Army chief General Abdel Fattah al-Sisi, who played a central role in the overthrow of Morsi following huge demonstrations against his year-long rule, called for Egyptians to rally on Friday to give him a mandate to tackle "violence and terrorism".
Hundreds of thousands heeded his call, but Muslim Brotherhood supporters also staged mass, counter-rallies, demanding the reinstatement of Morsi, who was placed under investigation on Friday for a raft of crimes, including murder.
"Live rounds"
Haddad said police started firing repeated rounds of teargas sometime after 3:00am (0100 GMT) at protesters who had spilled out of the main area of the Rabaa sit-in and were on a main thoroughfare close to 6th October Bridge.
"Through the smog of the gas, the bullets started flying," he said. In addition to "special police forces in black uniforms" firing live rounds, he said that snipers shot from the roofs of a university, buildings in the area, and a bridge.

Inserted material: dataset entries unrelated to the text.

//! Configuration for the connector
//!
//! The configuration is supplied once at startup (file, inline JSON or
//! environment) and is immutable for the lifetime of the process.

use crate::error::{Error, Result};
use crate::types::Timestamp;
use serde::{Deserialize, Serialize};
use std::path::Path;
use std::time::Duration;
use url::Url;

/// Default OAuth2 token endpoint
pub const DEFAULT_TOKEN_URL: &str = "https://accounts.artik.cloud/token";

/// Default REST API base URL
pub const DEFAULT_API_BASE_URL: &str = "https://api.artik.cloud/v1.1";

/// Fixed page size used by the device listing and message endpoints
pub const DEFAULT_PAGE_SIZE: u32 = 100;

/// Environment variable overriding `client_id`
pub const ENV_CLIENT_ID: &str = "ARTIK_CLIENT_ID";
/// Environment variable overriding `client_secret`
pub const ENV_CLIENT_SECRET: &str = "ARTIK_CLIENT_SECRET";
/// Environment variable overriding `account_id`
pub const ENV_ACCOUNT_ID: &str = "ARTIK_ACCOUNT_ID";

// ============================================================================
// Connector Config
// ============================================================================

/// Complete connector configuration
#[derive(Debug, Clone, Serialize, Deserialize)]
pub struct ConnectorConfig {
    /// OAuth2 client id
    #[serde(default)]
    pub client_id: String,

    /// OAuth2 client secret
    #[serde(default)]
    pub client_secret: String,

    /// Account whose devices are synced
    #[serde(default, alias = "user_id", alias = "userId")]
    pub account_id: String,

    /// Token endpoint
    #[serde(default = "default_token_url")]
    pub token_url: String,

    /// REST API base URL
    #[serde(default = "default_api_base_url")]
    pub api_base_url: String,

    /// Window start used when no checkpoint exists (ms since epoch)
    #[serde(default)]
    pub default_start_time: Timestamp,

    /// Devices per listing page
    #[serde(default = "default_page_size")]
    pub page_size: u32,

    /// Messages fetched per device per sync
    #[serde(default = "default_page_size")]
    pub message_count: u32,

    /// Number of device message fetches allowed in flight
    #[serde(default = "default_fetch_concurrency")]
    pub fetch_concurrency: usize,

    /// HTTP transport settings
    #[serde(default)]
    pub http: HttpSettings,
}

fn default_token_url() -> String {
    DEFAULT_TOKEN_URL.to_string()
}

fn default_api_base_url() -> String {
    DEFAULT_API_BASE_URL.to_string()
}

fn default_page_size() -> u32 {
    DEFAULT_PAGE_SIZE
}

fn default_fetch_concurrency() -> usize {
    1
}

impl Default for ConnectorConfig {
    fn default() -> Self {
        Self {
            client_id: String::new(),
            client_secret: String::new(),
            account_id: String::new(),
            token_url: default_token_url(),
            api_base_url: default_api_base_url(),
            default_start_time: 0,
            page_size: DEFAULT_PAGE_SIZE,
            message_count: DEFAULT_PAGE_SIZE,
            fetch_concurrency: 1,
            http: HttpSettings::default(),
        }
    }
}

impl ConnectorConfig {
    /// Create a config with credentials and default endpoints
    pub fn new(
        client_id: impl Into<String>,
        client_secret: impl Into<String>,
        account_id: impl Into<String>,
    ) -> Self {
        Self {
            client_id: client_id.into(),
            client_secret: client_secret.into(),
            account_id: account_id.into(),
            ..Default::default()
        }
    }

    /// Load config from a JSON or YAML file (chosen by extension)
    pub fn from_file(path: impl AsRef<Path>) -> Result<Self> {
        let path = path.as_ref();
        if !path.exists() {
            return Err(Error::config(format!(
                "Config file not found: {}",
                path.display()
            )));
        }
        let contents = std::fs::read_to_string(path)?;
        match path.extension().and_then(|e| e.to_str()) {
            Some("yaml" | "yml") => Ok(serde_yaml::from_str(&contents)?),
            _ => Ok(serde_json::from_str(&contents)?),
        }
    }

    /// Parse config from an inline JSON string
    pub fn from_json(json: &str) -> Result<Self> {
        Ok(serde_json::from_str(json)?)
    }

    /// Point both endpoints at a single base (used against mock servers)
    #[must_use]
    pub fn with_endpoints(
        mut self,
        token_url: impl Into<String>,
        api_base_url: impl Into<String>,
    ) -> Self {
        self.token_url = token_url.into();
        self.api_base_url = api_base_url.into();
        self
    }

    /// Set the default window start
    #[must_use]
    pub fn with_default_start_time(mut self, start: Timestamp) -> Self {
        self.default_start_time = start;
        self
    }

    /// Set fetch concurrency
    #[must_use]
    pub fn with_fetch_concurrency(mut self, concurrency: usize) -> Self {
        self.fetch_concurrency = concurrency;
        self
    }

    /// Override credentials from `ARTIK_*` environment variables when set
    #[must_use]
    pub fn with_env_overrides(self) -> Self {
        self.with_overrides(|key| std::env::var(key).ok())
    }

    fn with_overrides(mut self, lookup: impl Fn(&str) -> Option<String>) -> Self {
        if let Some(v) = lookup(ENV_CLIENT_ID) {
            self.client_id = v;
        }
        if let Some(v) = lookup(ENV_CLIENT_SECRET) {
            self.client_secret = v;
        }
        if let Some(v) = lookup(ENV_ACCOUNT_ID) {
            self.account_id = v;
        }
        self
    }

    /// Check required fields and value ranges
    pub fn validate(&self) -> Result<()> {
        for (field, value) in [
            ("client_id", &self.client_id),
            ("client_secret", &self.client_secret),
            ("account_id", &self.account_id),
        ] {
            if value.trim().is_empty() {
                return Err(Error::missing_field(field));
            }
        }

        for (field, value) in [
            ("token_url", &self.token_url),
            ("api_base_url", &self.api_base_url),
        ] {
            Url::parse(value).map_err(|e| Error::invalid_value(field, e.to_string()))?;
        }

        if self.page_size == 0 {
            return Err(Error::invalid_value("page_size", "must be greater than 0"));
        }
        if self.message_count == 0 {
            return Err(Error::invalid_value(
                "message_count",
                "must be greater than 0",
            ));
        }
        if self.fetch_concurrency == 0 {
            return Err(Error::invalid_value(
                "fetch_concurrency",
                "must be greater than 0",
            ));
        }

        Ok(())
    }

    /// Credentials used for the token exchange
    pub fn credentials(&self) -> Credentials {
        Credentials {
            client_id: self.client_id.clone(),
            client_secret: self.client_secret.clone(),
            account_id: self.account_id.clone(),
        }
    }
}

// ============================================================================
// HTTP Settings
// ============================================================================

/// HTTP transport settings
#[derive(Debug, Clone, Serialize, Deserialize)]
pub struct HttpSettings {
    /// Request timeout in seconds
    #[serde(default = "default_timeout_secs")]
    pub timeout_secs: u64,

    /// Optional request rate cap
    #[serde(default)]
    pub requests_per_second: Option<u32>,
}

fn default_timeout_secs() -> u64 {
    30
}

impl Default for HttpSettings {
    fn default() -> Self {
        Self {
            timeout_secs: default_timeout_secs(),
            requests_per_second: None,
        }
    }
}

impl HttpSettings {
    /// Request timeout as a duration
    pub fn timeout(&self) -> Duration {
        Duration::from_secs(self.timeout_secs)
    }
}

// ============================================================================
// Credentials
// ============================================================================

/// Client credentials, fixed at startup
#[derive(Clone, PartialEq, Eq)]
pub struct Credentials {
    /// OAuth2 client id
    pub client_id: String,
    /// OAuth2 client secret
    pub client_secret: String,
    /// Account whose devices are synced
    pub account_id: String,
}

impl std::fmt::Debug for Credentials {
    fn fmt(&self, f: &mut std::fmt::Formatter<'_>) -> std::fmt::Result {
        f.debug_struct("Credentials")
            .field("client_id", &self.client_id)
            .field("client_secret", &"***")
            .field("account_id", &self.account_id)
            .finish()
    }
}

#[cfg(test)]
mod tests {
    use super::*;
    use pretty_assertions::assert_eq;
    use std::collections::HashMap;
    use std::io::Write;

    #[test]
    fn test_config_defaults() {
        let config = ConnectorConfig::from_json(
            r#"{"client_id": "id", "client_secret": "secret", "account_id": "acct"}"#,
        )
        .unwrap();

        assert_eq!(config.token_url, DEFAULT_TOKEN_URL);
        assert_eq!(config.api_base_url, DEFAULT_API_BASE_URL);
        assert_eq!(config.page_size, 100);
        assert_eq!(config.message_count, 100);
        assert_eq!(config.fetch_concurrency, 1);
        assert_eq!(config.default_start_time, 0);
        assert_eq!(config.http.timeout(), Duration::from_secs(30));
        assert!(config.http.requests_per_second.is_none());
        assert!(config.validate().is_ok());
    }

    #[test]
    fn test_config_user_id_alias() {
        let config = ConnectorConfig::from_json(
            r#"{"clientId": "x", "client_id": "id", "client_secret": "s", "userId": "u1"}"#,
        )
        .unwrap();
        assert_eq!(config.account_id, "u1");
    }

    #[test]
    fn test_config_missing_credentials() {
        let config = ConnectorConfig::new("id", "", "acct");
        let err = config.validate().unwrap_err();
        assert!(matches!(err, Error::MissingConfigField { ref field } if field == "client_secret"));
    }

    #[test]
    fn test_config_invalid_url() {
        let config = ConnectorConfig::new("id", "secret", "acct")
            .with_endpoints("not a url", "http://localhost");
        let err = config.validate().unwrap_err();
        assert!(
            matches!(err, Error::InvalidConfigValue { ref field, .. } if field == "token_url")
        );
    }

    #[test]
    fn test_config_zero_concurrency() {
        let config = ConnectorConfig::new("id", "secret", "acct").with_fetch_concurrency(0);
        assert!(config.validate().is_err());
    }

    #[test]
    fn test_config_from_yaml_file() {
        let mut file = tempfile::Builder::new().suffix(".yaml").tempfile().unwrap();
        write!(
            file,
            r"client_id: id
client_secret: secret
account_id: acct
fetch_concurrency: 4
http:
  timeout_secs: 5
  requests_per_second: 20
"
        )
        .unwrap();

        let config = ConnectorConfig::from_file(file.path()).unwrap();
        assert_eq!(config.account_id, "acct");
        assert_eq!(config.fetch_concurrency, 4);
        assert_eq!(config.http.timeout_secs, 5);
        assert_eq!(config.http.requests_per_second, Some(20));
    }

    #[test]
    fn test_config_file_not_found() {
        let err = ConnectorConfig::from_file("/nonexistent/config.json").unwrap_err();
        assert!(matches!(err, Error::Config { .. }));
    }

    #[test]
    fn test_env_overrides() {
        let env: HashMap<&str, &str> =
            [(ENV_CLIENT_ID, "env-id"), (ENV_ACCOUNT_ID, "env-acct")].into();
        let config = ConnectorConfig::new("id", "secret", "acct")
            .with_overrides(|key| env.get(key).map(|v| (*v).to_string()));

        assert_eq!(config.client_id, "env-id");
        assert_eq!(config.client_secret, "secret");
        assert_eq!(config.account_id, "env-acct");
    }

    #[test]
    fn test_credentials_debug_redacts_secret() {
        let creds = ConnectorConfig::new("id", "top-secret", "acct").credentials();
        let debug = format!("{creds:?}");
        assert!(!debug.contains("top-secret"));
        assert!(debug.contains("id"));
    }
}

State news agency MENA quoted an unnamed security source as saying that only teargas was used to disperse protesters. He said no firearms were used.
Haddad said the pro-Morsi supporters had used rocks to try to defend themselves. On the podium outside the Rabaa mosque, a speaker urged people to retreat from the gunfire, but "men stayed to defend themselves because women and children are inside the sit-in", he said.
It was the second time this month there had been a mass killing near Rabaa. On July 8, 53 people died when armed men shot into a crowd after morning prayers close to a Republican Guard compound in the area.
"This is much more brutal because the Republican Guard looked like a tactical military operation. This one looks like a much more brutal aggression," Haddad said.
Egypt's army-installed interior minister, Mohamed Ibrahim, said on Friday that the month-old Cairo vigils by Morsi supporters would be "brought to an end, soon and in a legal manner", state-run al Ahram news website reported.
Sisi's rising star
There is deepening alarm in the West over the army's move against Morsi. The country of 84 million people forms a bridge between the Middle East and North Africa and receives $1.5 billion a year in mainly military aid from Washington.
Fireworks lit up the night sky over Cairo's central Tahrir Square into the early hours of Saturday, where army supporters rallied clutching posters of Sisi in full ceremonial uniform.
In a sign of the general's rising star, many of the posters depicted him alongside Gamal Abdel Nasser and Anwar Sadat, former military officers who went on to become presidents.
The investigation into Morsi centres on accusations that he conspired with the Palestinian Islamist group Hamas to escape from jail during the 2011 uprising against veteran autocrat Hosni Mubarak, killing some prisoners and officers, kidnapping soldiers and torching buildings.
Morsi has said local people helped him escape during the upheavals. Hamas challenged investigators to find "one piece of evidence" that it had meddled in Egyptian affairs.
The Brotherhood has rejected the allegations as "fantasy".
The army has appointed an interim government tasked with preparing for parliamentary elections in about six months followed by a new presidential vote. The Brotherhood says it will not join the process.